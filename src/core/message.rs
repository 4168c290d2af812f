//! Conversation message types.
//!
//! A [`Message`] is immutable once created. Ids come from a process-wide
//! counter so creation order and id order always agree.

use chrono::{DateTime, Utc};
use serde::{Deserialize, Serialize};
use std::fmt;
use std::sync::atomic::{AtomicU64, Ordering};

use crate::agent::AgentId;

static NEXT_MESSAGE_ID: AtomicU64 = AtomicU64::new(1);

fn next_message_id() -> u64 {
    NEXT_MESSAGE_ID.fetch_add(1, Ordering::Relaxed)
}

/// Who produced a message.
#[derive(Serialize, Deserialize, Clone, Copy, Debug, PartialEq, Eq)]
#[serde(rename_all = "lowercase")]
pub enum MessageKind {
    User,
    Agent,
    Error,
}

impl fmt::Display for MessageKind {
    fn fmt(&self, f: &mut fmt::Formatter<'_>) -> fmt::Result {
        match self {
            MessageKind::User => write!(f, "user"),
            MessageKind::Agent => write!(f, "agent"),
            MessageKind::Error => write!(f, "error"),
        }
    }
}

/// Severity tag on agent replies.
#[derive(Serialize, Deserialize, Clone, Copy, Debug, PartialEq, Eq)]
#[serde(rename_all = "lowercase")]
pub enum Status {
    Success,
    Warning,
    Danger,
}

impl fmt::Display for Status {
    fn fmt(&self, f: &mut fmt::Formatter<'_>) -> fmt::Result {
        match self {
            Status::Success => write!(f, "success"),
            Status::Warning => write!(f, "warning"),
            Status::Danger => write!(f, "danger"),
        }
    }
}

/// Attribution carried on a message: a concrete agent, or the `SYSTEM`
/// sentinel used for errors with no intended target.
#[derive(Serialize, Deserialize, Clone, Copy, Debug, PartialEq, Eq)]
#[serde(into = "String", try_from = "String")]
pub enum Attribution {
    Agent(AgentId),
    System,
}

impl Attribution {
    pub fn agent(&self) -> Option<AgentId> {
        match self {
            Attribution::Agent(id) => Some(*id),
            Attribution::System => None,
        }
    }
}

impl fmt::Display for Attribution {
    fn fmt(&self, f: &mut fmt::Formatter<'_>) -> fmt::Result {
        match self {
            Attribution::Agent(id) => write!(f, "{}", id),
            Attribution::System => write!(f, "SYSTEM"),
        }
    }
}

impl From<Attribution> for String {
    fn from(a: Attribution) -> Self {
        a.to_string()
    }
}

impl TryFrom<String> for Attribution {
    type Error = String;

    fn try_from(value: String) -> Result<Self, Self::Error> {
        if value.eq_ignore_ascii_case("SYSTEM") {
            return Ok(Attribution::System);
        }
        value.parse::<AgentId>().map(Attribution::Agent)
    }
}

impl From<AgentId> for Attribution {
    fn from(id: AgentId) -> Self {
        Attribution::Agent(id)
    }
}

/// One exchanged utterance or reply.
#[derive(Serialize, Deserialize, Clone, Debug, PartialEq)]
pub struct Message {
    id: u64,
    kind: MessageKind,
    content: String,
    timestamp: DateTime<Utc>,
    #[serde(skip_serializing_if = "Option::is_none")]
    agent: Option<Attribution>,
    #[serde(skip_serializing_if = "Option::is_none")]
    status: Option<Status>,
    #[serde(skip_serializing_if = "Option::is_none")]
    confidence: Option<u8>,
}

impl Message {
    fn new(kind: MessageKind, content: &str, agent: Option<Attribution>) -> Self {
        Self {
            id: next_message_id(),
            kind,
            content: content.to_string(),
            timestamp: Utc::now(),
            agent,
            status: None,
            confidence: None,
        }
    }

    /// A user utterance, optionally addressed to an explicit agent.
    pub fn user(content: &str, target: Option<AgentId>) -> Self {
        Self::new(MessageKind::User, content, target.map(Attribution::Agent))
    }

    /// An agent reply. Confidence is clamped to 0-100.
    pub fn agent_reply(agent: AgentId, content: &str, status: Status, confidence: u8) -> Self {
        let mut msg = Self::new(MessageKind::Agent, content, Some(Attribution::Agent(agent)));
        msg.status = Some(status);
        msg.confidence = Some(confidence.min(100));
        msg
    }

    /// A failure report attributed to the intended agent or `SYSTEM`.
    pub fn error(content: &str, attribution: Attribution) -> Self {
        Self::new(MessageKind::Error, content, Some(attribution))
    }

    pub fn id(&self) -> u64 {
        self.id
    }

    pub fn kind(&self) -> MessageKind {
        self.kind
    }

    pub fn content(&self) -> &str {
        &self.content
    }

    pub fn timestamp(&self) -> DateTime<Utc> {
        self.timestamp
    }

    pub fn agent(&self) -> Option<Attribution> {
        self.agent
    }

    pub fn status(&self) -> Option<Status> {
        self.status
    }

    pub fn confidence(&self) -> Option<u8> {
        self.confidence
    }
}

#[cfg(test)]
mod tests {
    use super::*;

    #[test]
    fn test_ids_increase() {
        let a = Message::user("first", None);
        let b = Message::user("second", None);
        assert!(b.id() > a.id());
        assert!(b.timestamp() >= a.timestamp());
    }

    #[test]
    fn test_agent_message_fields() {
        let msg = Message::agent_reply(AgentId::Mia, "prices are up", Status::Success, 89);
        assert_eq!(msg.kind(), MessageKind::Agent);
        assert_eq!(msg.agent(), Some(Attribution::Agent(AgentId::Mia)));
        assert_eq!(msg.status(), Some(Status::Success));
        assert_eq!(msg.confidence(), Some(89));

        let clamped = Message::agent_reply(AgentId::Mia, "x", Status::Success, 250);
        assert_eq!(clamped.confidence(), Some(100));
    }

    #[test]
    fn test_user_and_error_have_no_status() {
        let user = Message::user("hello", Some(AgentId::Cra));
        assert_eq!(user.agent(), Some(Attribution::Agent(AgentId::Cra)));
        assert!(user.status().is_none());
        assert!(user.confidence().is_none());

        let err = Message::error("failed", Attribution::System);
        assert_eq!(err.kind(), MessageKind::Error);
        assert!(err.status().is_none());
    }

    #[test]
    fn test_serialized_shape() {
        let err = Message::error("failed", Attribution::System);
        let value = serde_json::to_value(&err).unwrap();
        assert_eq!(value["kind"], "error");
        assert_eq!(value["agent"], "SYSTEM");
        assert!(value.get("status").is_none());

        let back: Message = serde_json::from_value(value).unwrap();
        assert_eq!(back, err);
    }
}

━━━━

- _Directions_: Retype the listing from above, matching it exactly.

- _The answer_:
filename src/core/message.rs
repository 4168c290d2af812f
//! Conversation message types.
//!
//! A [`Message`] is immutable once created. Ids come from a process-wide
//! counter so creation order and id order always agree.

use chrono::{DateTime, Utc};
use serde::{Deserialize, Serialize};
use std::fmt;
use std::sync::atomic::{AtomicU64, Ordering};

use crate::agent::AgentId;

static NEXT_MESSAGE_ID: AtomicU64 = AtomicU64::new(1);

fn next_message_id() -> u64 {
    NEXT_MESSAGE_ID.fetch_add(1, Ordering::Relaxed)
}

/// Who produced a message.
#[derive(Serialize, Deserialize, Clone, Copy, Debug, PartialEq, Eq)]
#[serde(rename_all = "lowercase")]
pub enum MessageKind {
    User,
    Agent,
    Error,
}

impl fmt::Display for MessageKind {
    fn fmt(&self, f: &mut fmt::Formatter<'_>) -> fmt::Result {
        match self {
            MessageKind::User => write!(f, "user"),
            MessageKind::Agent => write!(f, "agent"),
            MessageKind::Error => write!(f, "error"),
        }
    }
}

/// Severity tag on agent replies.
#[derive(Serialize, Deserialize, Clone, Copy, Debug, PartialEq, Eq)]
#[serde(rename_all = "lowercase")]
pub enum Status {
    Success,
    Warning,
    Danger,
}

impl fmt::Display for Status {
    fn fmt(&self, f: &mut fmt::Formatter<'_>) -> fmt::Result {
        match self {
            Status::Success => write!(f, "success"),
            Status::Warning => write!(f, "warning"),
            Status::Danger => write!(f, "danger"),
        }
    }
}

/// Attribution carried on a message: a concrete agent, or the `SYSTEM`
/// sentinel used for errors with no intended target.
#[derive(Serialize, Deserialize, Clone, Copy, Debug, PartialEq, Eq)]
#[serde(into = "String", try_from = "String")]
pub enum Attribution {
    Agent(AgentId),
    System,
}

impl Attribution {
    pub fn agent(&self) -> Option<AgentId> {
        match self {
            Attribution::Agent(id) => Some(*id),
            Attribution::System => None,
        }
    }
}

impl fmt::Display for Attribution {
    fn fmt(&self, f: &mut fmt::Formatter<'_>) -> fmt::Result {
        match self {
            Attribution::Agent(id) => write!(f, "{}", id),
            Attribution::System => write!(f, "SYSTEM"),
        }
    }
}

impl From<Attribution> for String {
    fn from(a: Attribution) -> Self {
        a.to_string()
    }
}

impl TryFrom<String> for Attribution {
    type Error = String;

    fn try_from(value: String) -> Result<Self, Self::Error> {
        if value.eq_ignore_ascii_case("SYSTEM") {
            return Ok(Attribution::System);
        }
        value.parse::<AgentId>().map(Attribution::Agent)
    }
}

impl From<AgentId> for Attribution {
    fn from(id: AgentId) -> Self {
        Attribution::Agent(id)
    }
}

/// One exchanged utterance or reply.
#[derive(Serialize, Deserialize, Clone, Debug, PartialEq)]
pub struct Message {
    id: u64,
    kind: MessageKind,
    content: String,
    timestamp: DateTime<Utc>,
    #[serde(skip_serializing_if = "Option::is_none")]
    agent: Option<Attribution>,
    #[serde(skip_serializing_if = "Option::is_none")]
    status: Option<Status>,
    #[serde(skip_serializing_if = "Option::is_none")]
    confidence: Option<u8>,
}

impl Message {
    fn new(kind: MessageKind, content: &str, agent: Option<Attribution>) -> Self {
        Self {
            id: next_message_id(),
            kind,
            content: content.to_string(),
            timestamp: Utc::now(),
            agent,
            status: None,
            confidence: None,
        }
    }

    /// A user utterance, optionally addressed to an explicit agent.
    pub fn user(content: &str, target: Option<AgentId>) -> Self {
        Self::new(MessageKind::User, content, target.map(Attribution::Agent))
    }

    /// An agent reply. Confidence is clamped to 0-100.
    pub fn agent_reply(agent: AgentId, content: &str, status: Status, confidence: u8) -> Self {
        let mut msg = Self::new(MessageKind::Agent, content, Some(Attribution::Agent(agent)));
        msg.status = Some(status);
        msg.confidence = Some(confidence.min(100));
        msg
    }

    /// A failure report attributed to the intended agent or `SYSTEM`.
    pub fn error(content: &str, attribution: Attribution) -> Self {
        Self::new(MessageKind::Error, content, Some(attribution))
    }

    pub fn id(&self) -> u64 {
        self.id
    }

    pub fn kind(&self) -> MessageKind {
        self.kind
    }

    pub fn content(&self) -> &str {
        &self.content
    }

    pub fn timestamp(&self) -> DateTime<Utc> {
        self.timestamp
    }

    pub fn agent(&self) -> Option<Attribution> {
        self.agent
    }

    pub fn status(&self) -> Option<Status> {
        self.status
    }

    pub fn confidence(&self) -> Option<u8> {
        self.confidence
    }
}

#[cfg(test)]
mod tests {
    use super::*;

    #[test]
    fn test_ids_increase() {
        let a = Message::user("first", None);
        let b = Message::user("second", None);
        assert!(b.id() > a.id());
        assert!(b.timestamp() >= a.timestamp());
    }

    #[test]
    fn test_agent_message_fields() {
        let msg = Message::agent_reply(AgentId::Mia, "prices are up", Status::Success, 89);
        assert_eq!(msg.kind(), MessageKind::Agent);
        assert_eq!(msg.agent(), Some(Attribution::Agent(AgentId::Mia)));
        assert_eq!(msg.status(), Some(Status::Success));
        assert_eq!(msg.confidence(), Some(89));

        let clamped = Message::agent_reply(AgentId::Mia, "x", Status::Success, 250);
        assert_eq!(clamped.confidence(), Some(100));
    }

    #[test]
    fn test_user_and_error_have_no_status() {
        let user = Message::user("hello", Some(AgentId::Cra));
        assert_eq!(user.agent(), Some(Attribution::Agent(AgentId::Cra)));
        assert!(user.status().is_none());
        assert!(user.confidence().is_none());

        let err = Message::error("failed", Attribution::System);
        assert_eq!(err.kind(), MessageKind::Error);
        assert!(err.status().is_none());
    }

    #[test]
    fn test_serialized_shape() {
        let err = Message::error("failed", Attribution::System);
        let value = serde_json::to_value(&err).unwrap();
        assert_eq!(value["kind"], "error");
        assert_eq!(value["agent"], "SYSTEM");
        assert!(value.get("status").is_none());

        let back: Message = serde_json::from_value(value).unwrap();
        assert_eq!(back, err);
    }
}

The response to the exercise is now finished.